Collected data entries
+ + + + +
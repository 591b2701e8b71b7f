pub mod config;
pub mod error;
pub mod gonogo;
pub mod metrics;
pub mod rhythm;
pub mod schedule;

pub use config::{GoNogoConfig, RhythmConfig};
pub use error::ConfigError;
pub use gonogo::{GoNogoRunner, RunPhase};
pub use metrics::compute_go_nogo_metrics;
pub use rhythm::RhythmRunner;
pub use schedule::{build_trial_schedule, compute_go_ratio, generate_trial_schedule};
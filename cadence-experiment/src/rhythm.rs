use std::time::{Duration, Instant};

use cadence_core::{
    AbortReason, BlockPart, CueKind, InstructionKind, NotificationKind, RhythmLog, RunMeta,
    StimulusSink,
};
use cadence_timing::{
    AbortFlag, CountdownOutcome, PeriodicSchedule, Stopwatch, high_precision_sleep,
    run_blocking_countdown,
};
use tracing::{debug, info};

use crate::config::RhythmConfig;

/// Start and end screens hold for this long.
const SCREEN_HOLD_S: f64 = 0.8;
/// Poll step inside the cue train. Fine-grained so cue emission lands within
/// a millisecond of its scheduled slot.
const CUE_POLL: Duration = Duration::from_millis(1);
/// Poll step for plain waits and rest countdowns.
const WAIT_POLL: Duration = Duration::from_millis(10);

/// Rhythmic-movement paradigm runner. Unlike the Go/No-Go machine this one
/// owns its thread: `run` blocks until the session completes or the shared
/// abort flag is raised. Every wait polls the flag at `WAIT_POLL` or finer,
/// so an abort lands within one poll step.
pub struct RhythmRunner {
    config: RhythmConfig,
    stopwatch: Stopwatch,
    log: RhythmLog<RhythmConfig>,
    abort: AbortFlag,
}

impl RhythmRunner {
    pub fn new(config: RhythmConfig, meta: RunMeta) -> Self {
        let log = RhythmLog::new(meta, config.clone());
        Self {
            config,
            stopwatch: Stopwatch::new(),
            log,
            abort: AbortFlag::new(),
        }
    }

    /// Handle the input side can use to request an abort while `run` blocks.
    pub fn abort_flag(&self) -> AbortFlag {
        self.abort.clone()
    }

    /// Execute the whole session and hand back the finished log.
    pub fn run(mut self, sink: &mut dyn StimulusSink) -> RhythmLog<RhythmConfig> {
        self.stopwatch.reset();
        self.log.start(self.stopwatch.origin_pair());
        self.log.init_blocks(self.config.num_blocks);
        info!(paradigm = %self.config.paradigm_name, "run started");

        sink.play_notification(NotificationKind::StartSequence);
        sink.show_instruction(InstructionKind::Start);
        self.wait_abortable(SCREEN_HOLD_S);
        sink.clear();

        for block_index in 0..self.config.num_blocks {
            if self.abort.is_set() {
                break;
            }
            info!(block = block_index + 1, "block started");
            self.log
                .mark_block_start(block_index, self.stopwatch.timestamp_pair());
            self.run_block(block_index, sink);
            if self.abort.is_set() {
                break;
            }
            if block_index + 1 < self.config.num_blocks {
                self.log.mark_interval_start(
                    block_index,
                    self.config.inter_block_interval_s,
                    self.stopwatch.timestamp_pair(),
                );
                self.rest_between_blocks(block_index, sink);
            }
        }

        let end = self.stopwatch.timestamp_pair();
        if self.abort.is_set() {
            self.log.abort(AbortReason::EscPressed, end);
            sink.hide_visual_cue();
            sink.clear();
            info!("run aborted");
        } else {
            self.log.finish(end);
            sink.play_notification(NotificationKind::EndSequence);
            sink.show_instruction(InstructionKind::End);
            self.wait_abortable(SCREEN_HOLD_S);
            sink.clear();
            info!("run completed");
        }
        self.log
    }

    fn run_block(&mut self, block_index: usize, sink: &mut dyn StimulusSink) {
        for part in BlockPart::ORDERED {
            if self.abort.is_set() {
                break;
            }
            let duration_s = self.config.part_duration_s(part);
            self.log.mark_part_start(
                block_index,
                part,
                duration_s,
                self.stopwatch.timestamp_pair(),
            );
            self.run_part(block_index, part, duration_s, sink);
        }
    }

    fn run_part(
        &mut self,
        block_index: usize,
        part: BlockPart,
        duration_s: f64,
        sink: &mut dyn StimulusSink,
    ) {
        debug!(block = block_index + 1, ?part, duration_s, "part started");
        sink.show_instruction(part.instruction());
        if part.emits_cues() {
            self.run_cue_train(block_index, part, duration_s, sink);
        } else {
            self.wait_abortable(duration_s);
        }
        sink.hide_visual_cue();
    }

    /// Emit cues every `1 / frequency` seconds for the part duration. The
    /// next cue time accumulates period by period, so a late poll delays one
    /// cue without shifting the rest of the train.
    fn run_cue_train(
        &mut self,
        block_index: usize,
        part: BlockPart,
        duration_s: f64,
        sink: &mut dyn StimulusSink,
    ) {
        if self.config.cue_frequency_hz <= 0.0 {
            self.wait_abortable(duration_s);
            return;
        }
        let period_s = 1.0 / self.config.cue_frequency_hz;
        let start = Instant::now();
        let mut schedule = PeriodicSchedule::new(0.0, period_s);
        while start.elapsed().as_secs_f64() < duration_s {
            if self.abort.is_set() {
                break;
            }
            if schedule.fire_due(start.elapsed().as_secs_f64()) {
                self.trigger_cue(block_index, part, sink);
            }
            high_precision_sleep(CUE_POLL);
        }
        sink.hide_visual_cue();
    }

    fn trigger_cue(&mut self, block_index: usize, part: BlockPart, sink: &mut dyn StimulusSink) {
        self.log
            .log_cue(block_index, part, self.stopwatch.timestamp_pair());
        match self.config.cue {
            CueKind::Audio => sink.play_tone(self.config.cue_tone_hz, self.config.cue_on_time_ms),
            CueKind::Visual => {
                sink.show_visual_cue(&self.config.visual_cue, self.config.cue_on_time_ms)
            }
        }
    }

    fn rest_between_blocks(&mut self, block_index: usize, sink: &mut dyn StimulusSink) {
        let abort = self.abort.clone();
        let finished_block = block_index + 1;
        let outcome = run_blocking_countdown(
            self.config.inter_block_interval_s,
            WAIT_POLL,
            |remaining_ms| sink.show_block_rest(finished_block, remaining_ms),
            || abort.is_set(),
        );
        if outcome == CountdownOutcome::Completed {
            sink.show_instruction(InstructionKind::Rest);
        }
    }

    fn wait_abortable(&self, duration_s: f64) {
        let abort = self.abort.clone();
        run_blocking_countdown(duration_s, WAIT_POLL, |_| {}, || abort.is_set());
    }
}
+ + + + +
◆ PROBLEM STATEMENT
In the entries above, tally the lines containing the word "info" and return only the tally.

◆ TASK RESPONSE
5